• _Task requirements_
Where the word "tenantId" appears in a line of the entries below, count that line and give the total alone.

(Saved entries)
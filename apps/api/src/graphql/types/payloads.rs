//! Relay mutation payloads for tenants and edge clusters
//!
//! Payloads echo the caller's `clientMutationId`. Create and update payloads
//! expose the affected entity as a connection edge so clients can splice it
//! into an existing connection.

use async_graphql::{ErrorExtensions, Object, Result, SimpleObject, ID};

use crate::graphql::creator::{random_identifier, SharedResolverCreator};
use crate::graphql::error::{require_non_blank, ResolverResult};

use super::{EdgeClusterTypeEdge, TenantTypeEdge};

const NEW_TENANT_CURSOR: &str = "New tenant cursor";
const UPDATED_TENANT_CURSOR: &str = "Updated tenant cursor";
const NEW_EDGE_CLUSTER_CURSOR: &str = "New edge cluster cursor";
const UPDATED_EDGE_CLUSTER_CURSOR: &str = "Updated edge cluster cursor";

pub struct CreateTenantPayload {
    creator: SharedResolverCreator,
    client_mutation_id: Option<String>,
}

impl CreateTenantPayload {
    pub fn new(creator: SharedResolverCreator, client_mutation_id: Option<String>) -> Self {
        Self {
            creator,
            client_mutation_id,
        }
    }
}

#[Object]
impl CreateTenantPayload {
    /// Edge pointing at the new tenant
    async fn tenant(&self) -> Result<TenantTypeEdge> {
        self.creator
            .clone()
            .new_tenant_edge(ID::from(random_identifier()), NEW_TENANT_CURSOR.to_string())
            .map_err(|e| e.extend())
    }

    async fn client_mutation_id(&self) -> Option<&str> {
        self.client_mutation_id.as_deref()
    }
}

pub struct UpdateTenantPayload {
    creator: SharedResolverCreator,
    tenant_id: ID,
    client_mutation_id: Option<String>,
}

impl UpdateTenantPayload {
    pub fn new(
        creator: SharedResolverCreator,
        tenant_id: ID,
        client_mutation_id: Option<String>,
    ) -> ResolverResult<Self> {
        require_non_blank("tenantId", &tenant_id)?;
        Ok(Self {
            creator,
            tenant_id,
            client_mutation_id,
        })
    }
}

#[Object]
impl UpdateTenantPayload {
    /// Edge pointing at the updated tenant
    async fn tenant(&self) -> Result<TenantTypeEdge> {
        self.creator
            .clone()
            .new_tenant_edge(self.tenant_id.clone(), UPDATED_TENANT_CURSOR.to_string())
            .map_err(|e| e.extend())
    }

    async fn client_mutation_id(&self) -> Option<&str> {
        self.client_mutation_id.as_deref()
    }
}

#[derive(Debug, Clone, SimpleObject)]
pub struct DeleteTenantPayload {
    pub deleted_tenant_id: ID,
    pub client_mutation_id: Option<String>,
}

impl DeleteTenantPayload {
    pub fn new(tenant_id: ID, client_mutation_id: Option<String>) -> ResolverResult<Self> {
        require_non_blank("tenantId", &tenant_id)?;
        Ok(Self {
            deleted_tenant_id: tenant_id,
            client_mutation_id,
        })
    }
}

pub struct CreateEdgeClusterPayload {
    creator: SharedResolverCreator,
    client_mutation_id: Option<String>,
}

impl CreateEdgeClusterPayload {
    pub fn new(creator: SharedResolverCreator, client_mutation_id: Option<String>) -> Self {
        Self {
            creator,
            client_mutation_id,
        }
    }
}

#[Object]
impl CreateEdgeClusterPayload {
    /// Edge pointing at the new edge cluster
    async fn edge_cluster(&self) -> Result<EdgeClusterTypeEdge> {
        self.creator
            .clone()
            .new_edge_cluster_edge(
                ID::from(random_identifier()),
                NEW_EDGE_CLUSTER_CURSOR.to_string(),
            )
            .map_err(|e| e.extend())
    }

    async fn client_mutation_id(&self) -> Option<&str> {
        self.client_mutation_id.as_deref()
    }
}

pub struct UpdateEdgeClusterPayload {
    creator: SharedResolverCreator,
    edge_cluster_id: ID,
    client_mutation_id: Option<String>,
}

impl UpdateEdgeClusterPayload {
    pub fn new(
        creator: SharedResolverCreator,
        edge_cluster_id: ID,
        client_mutation_id: Option<String>,
    ) -> ResolverResult<Self> {
        require_non_blank("edgeClusterId", &edge_cluster_id)?;
        Ok(Self {
            creator,
            edge_cluster_id,
            client_mutation_id,
        })
    }
}

#[Object]
impl UpdateEdgeClusterPayload {
    /// Edge pointing at the updated edge cluster
    async fn edge_cluster(&self) -> Result<EdgeClusterTypeEdge> {
        self.creator
            .clone()
            .new_edge_cluster_edge(
                self.edge_cluster_id.clone(),
                UPDATED_EDGE_CLUSTER_CURSOR.to_string(),
            )
            .map_err(|e| e.extend())
    }

    async fn client_mutation_id(&self) -> Option<&str> {
        self.client_mutation_id.as_deref()
    }
}

#[derive(Debug, Clone, SimpleObject)]
pub struct DeleteEdgeClusterPayload {
    pub deleted_edge_cluster_id: ID,
    pub client_mutation_id: Option<String>,
}

impl DeleteEdgeClusterPayload {
    pub fn new(edge_cluster_id: ID, client_mutation_id: Option<String>) -> ResolverResult<Self> {
        require_non_blank("edgeClusterId", &edge_cluster_id)?;
        Ok(Self {
            deleted_edge_cluster_id: edge_cluster_id,
            client_mutation_id,
        })
    }
}
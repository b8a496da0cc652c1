//! HTTP listener configuration types

use crate::{get_env_or_default, parse_env, ConfigError, ConfigResult};

/// Address the HTTP transport binds to
#[derive(Debug, Clone, PartialEq, Eq)]
pub struct HttpConfig {
    /// Interface to listen on
    pub host: String,

    /// TCP port
    pub port: u16,
}

impl HttpConfig {
    /// Load HTTP configuration from environment variables
    pub fn from_env() -> ConfigResult<Self> {
        let config = Self {
            host: get_env_or_default("HTTP_HOST", "0.0.0.0"),
            port: parse_env("HTTP_PORT", 8080)?,
        };
        config.validate()?;
        Ok(config)
    }

    /// Create a configuration bound to the given port on all interfaces
    pub fn with_port(port: u16) -> Self {
        Self {
            host: "0.0.0.0".to_string(),
            port,
        }
    }

    /// Reject blank hosts and the zero port
    pub fn validate(&self) -> ConfigResult<()> {
        if self.host.trim().is_empty() {
            return Err(ConfigError::ValidationError(
                "HTTP_HOST must not be blank".to_string(),
            ));
        }
        if self.port == 0 {
            return Err(ConfigError::ValidationError(
                "HTTP_PORT must be between 1 and 65535".to_string(),
            ));
        }
        Ok(())
    }

    /// `host:port` form suitable for binding a listener
    pub fn bind_address(&self) -> String {
        format!("{}:{}", self.host.trim(), self.port)
    }
}

impl Default for HttpConfig {
    fn default() -> Self {
        Self::with_port(8080)
    }
}

#[cfg(test)]
mod tests {
    use super::*;

    #[test]
    fn test_default_config() {
        let config = HttpConfig::default();
        assert_eq!(config.host, "0.0.0.0");
        assert_eq!(config.port, 8080);
        assert_eq!(config.bind_address(), "0.0.0.0:8080");
    }

    #[test]
    fn test_from_env() {
        temp_env::with_vars(
            [("HTTP_HOST", Some("127.0.0.1")), ("HTTP_PORT", Some("9090"))],
            || {
                let config = HttpConfig::from_env().unwrap();
                assert_eq!(config.bind_address(), "127.0.0.1:9090");
            },
        );
    }

    #[test]
    fn test_invalid_port_is_rejected() {
        temp_env::with_vars(
            [("HTTP_HOST", None), ("HTTP_PORT", Some("not-a-port"))],
            || {
                let err = HttpConfig::from_env().unwrap_err();
                assert!(err.to_string().contains("HTTP_PORT"));
            },
        );
    }

    #[test]
    fn test_zero_port_fails_validation() {
        let err = HttpConfig::with_port(0).validate().unwrap_err();
        assert!(matches!(err, ConfigError::ValidationError(_)));
    }

    #[test]
    fn test_blank_host_fails_validation() {
        let config = HttpConfig {
            host: "   ".to_string(),
            port: 8080,
        };
        assert!(config.validate().is_err());
    }
}
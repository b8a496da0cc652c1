//! Health check HTTP route handlers
//!
//! - `GET /health` - Simple liveness check (returns 200 OK)
//! - `GET /health/live` - Kubernetes-style liveness check
//!
//! The gateway has no external dependencies, so there is no readiness check.

use axum::{response::IntoResponse, routing::get, Json, Router};

/// Create health check router
pub fn health_router() -> Router {
    Router::new()
        .route("/", get(simple_health))
        .route("/live", get(liveness_check))
}

/// Simple health check - always returns OK if the server is running
async fn simple_health() -> &'static str {
    "OK"
}

/// Liveness check for Kubernetes
///
/// # Response
/// - 200 OK with JSON body containing status and crate version
async fn liveness_check() -> impl IntoResponse {
    Json(serde_json::json!({
        "status": "alive",
        "version": env!("CARGO_PKG_VERSION"),
    }))
}
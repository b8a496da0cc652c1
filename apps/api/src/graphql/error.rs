//! Errors raised while constructing or resolving GraphQL objects

use async_graphql::ErrorExtensions;
use thiserror::Error;

/// Failure to build a resolver from the arguments it was given
#[derive(Error, Debug, Clone, PartialEq, Eq)]
pub enum ResolverError {
    /// A mandatory argument was empty or whitespace only
    #[error("{argument} is required")]
    ArgumentRequired { argument: &'static str },

    /// An argument was present but outside its accepted range
    #[error("invalid argument '{argument}': {reason}")]
    InvalidArgument {
        argument: &'static str,
        reason: String,
    },
}

impl ResolverError {
    pub fn required(argument: &'static str) -> Self {
        Self::ArgumentRequired { argument }
    }

    pub fn invalid(argument: &'static str, reason: impl Into<String>) -> Self {
        Self::InvalidArgument {
            argument,
            reason: reason.into(),
        }
    }

    /// Error code exposed in the GraphQL error extensions
    pub fn error_code(&self) -> &'static str {
        match self {
            Self::ArgumentRequired { .. } => "ARGUMENT_REQUIRED",
            Self::InvalidArgument { .. } => "INVALID_ARGUMENT",
        }
    }

    /// Name of the offending argument
    pub fn argument(&self) -> &'static str {
        match self {
            Self::ArgumentRequired { argument } | Self::InvalidArgument { argument, .. } => {
                argument
            }
        }
    }
}

impl ErrorExtensions for ResolverError {
    fn extend(&self) -> async_graphql::Error {
        tracing::debug!(
            code = self.error_code(),
            argument = self.argument(),
            error = %self,
            "Rejected resolver argument"
        );

        async_graphql::Error::new(self.to_string()).extend_with(|_, e| {
            e.set("code", self.error_code());
            e.set("argument", self.argument());
        })
    }
}

/// Result type for resolver construction
pub type ResolverResult<T> = Result<T, ResolverError>;

/// Fail with [`ResolverError::ArgumentRequired`] when `value` is blank
pub fn require_non_blank(argument: &'static str, value: &str) -> ResolverResult<()> {
    if value.trim().is_empty() {
        Err(ResolverError::required(argument))
    } else {
        Ok(())
    }
}

#[cfg(test)]
mod tests {
    use super::*;

    #[test]
    fn test_required_message() {
        let err = ResolverError::required("tenantId");
        assert_eq!(err.to_string(), "tenantId is required");
        assert_eq!(err.error_code(), "ARGUMENT_REQUIRED");
    }

    #[test]
    fn test_invalid_message() {
        let err = ResolverError::invalid("first", "must not be negative");
        assert_eq!(
            err.to_string(),
            "invalid argument 'first': must not be negative"
        );
        assert_eq!(err.argument(), "first");
    }

    #[test]
    fn test_require_non_blank() {
        assert!(require_non_blank("cursor", "abc").is_ok());
        assert_eq!(
            require_non_blank("cursor", " \t "),
            Err(ResolverError::required("cursor"))
        );
    }

    #[test]
    fn test_extensions_carry_code() {
        let err = ResolverError::required("userId").extend();
        let extensions = err.extensions.expect("extensions are set");
        assert_eq!(
            extensions.get("code"),
            Some(&async_graphql::Value::from("ARGUMENT_REQUIRED"))
        );
        assert_eq!(
            extensions.get("argument"),
            Some(&async_graphql::Value::from("userId"))
        );
    }
}
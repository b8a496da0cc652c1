//! Tenant mutations for EdgeCloud GraphQL API
//!
//! - createTenant
//! - updateTenant
//! - deleteTenant
//!
//! Mutations validate their input and build the payload through the resolver
//! creator. Tenant storage lives in the tenant service; nothing is persisted
//! here.

use async_graphql::{Context, ErrorExtensions, InputObject, Object, Result, ID};

use crate::graphql::creator::SharedResolverCreator;
use crate::graphql::error::require_non_blank;
use crate::graphql::types::{CreateTenantPayload, DeleteTenantPayload, UpdateTenantPayload};

#[derive(Debug, Clone, InputObject)]
pub struct CreateTenantInput {
    /// Display name of the new tenant
    pub name: String,
    pub client_mutation_id: Option<String>,
}

#[derive(Debug, Clone, InputObject)]
pub struct UpdateTenantInput {
    pub id: ID,
    /// New display name
    pub name: String,
    pub client_mutation_id: Option<String>,
}

#[derive(Debug, Clone, InputObject)]
pub struct DeleteTenantInput {
    pub id: ID,
    pub client_mutation_id: Option<String>,
}

/// Tenant-related mutations
#[derive(Default)]
pub struct TenantMutation;

#[Object]
impl TenantMutation {
    /// Create a tenant
    async fn create_tenant(
        &self,
        ctx: &Context<'_>,
        input: CreateTenantInput,
    ) -> Result<CreateTenantPayload> {
        require_non_blank("name", &input.name).map_err(|e| e.extend())?;
        let creator = ctx.data::<SharedResolverCreator>()?;

        tracing::info!(name = %input.name, "createTenant requested");
        Ok(creator
            .clone()
            .new_create_tenant_payload(input.client_mutation_id))
    }

    /// Rename an existing tenant
    async fn update_tenant(
        &self,
        ctx: &Context<'_>,
        input: UpdateTenantInput,
    ) -> Result<UpdateTenantPayload> {
        require_non_blank("name", &input.name).map_err(|e| e.extend())?;
        let creator = ctx.data::<SharedResolverCreator>()?;

        tracing::info!(tenant_id = %input.id.as_str(), name = %input.name, "updateTenant requested");
        creator
            .clone()
            .new_update_tenant_payload(input.id, input.client_mutation_id)
            .map_err(|e| e.extend())
    }

    /// Delete a tenant
    async fn delete_tenant(
        &self,
        ctx: &Context<'_>,
        input: DeleteTenantInput,
    ) -> Result<DeleteTenantPayload> {
        let creator = ctx.data::<SharedResolverCreator>()?;

        tracing::info!(tenant_id = %input.id.as_str(), "deleteTenant requested");
        creator
            .new_delete_tenant_payload(input.id, input.client_mutation_id)
            .map_err(|e| e.extend())
    }
}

• _Response to this task_
4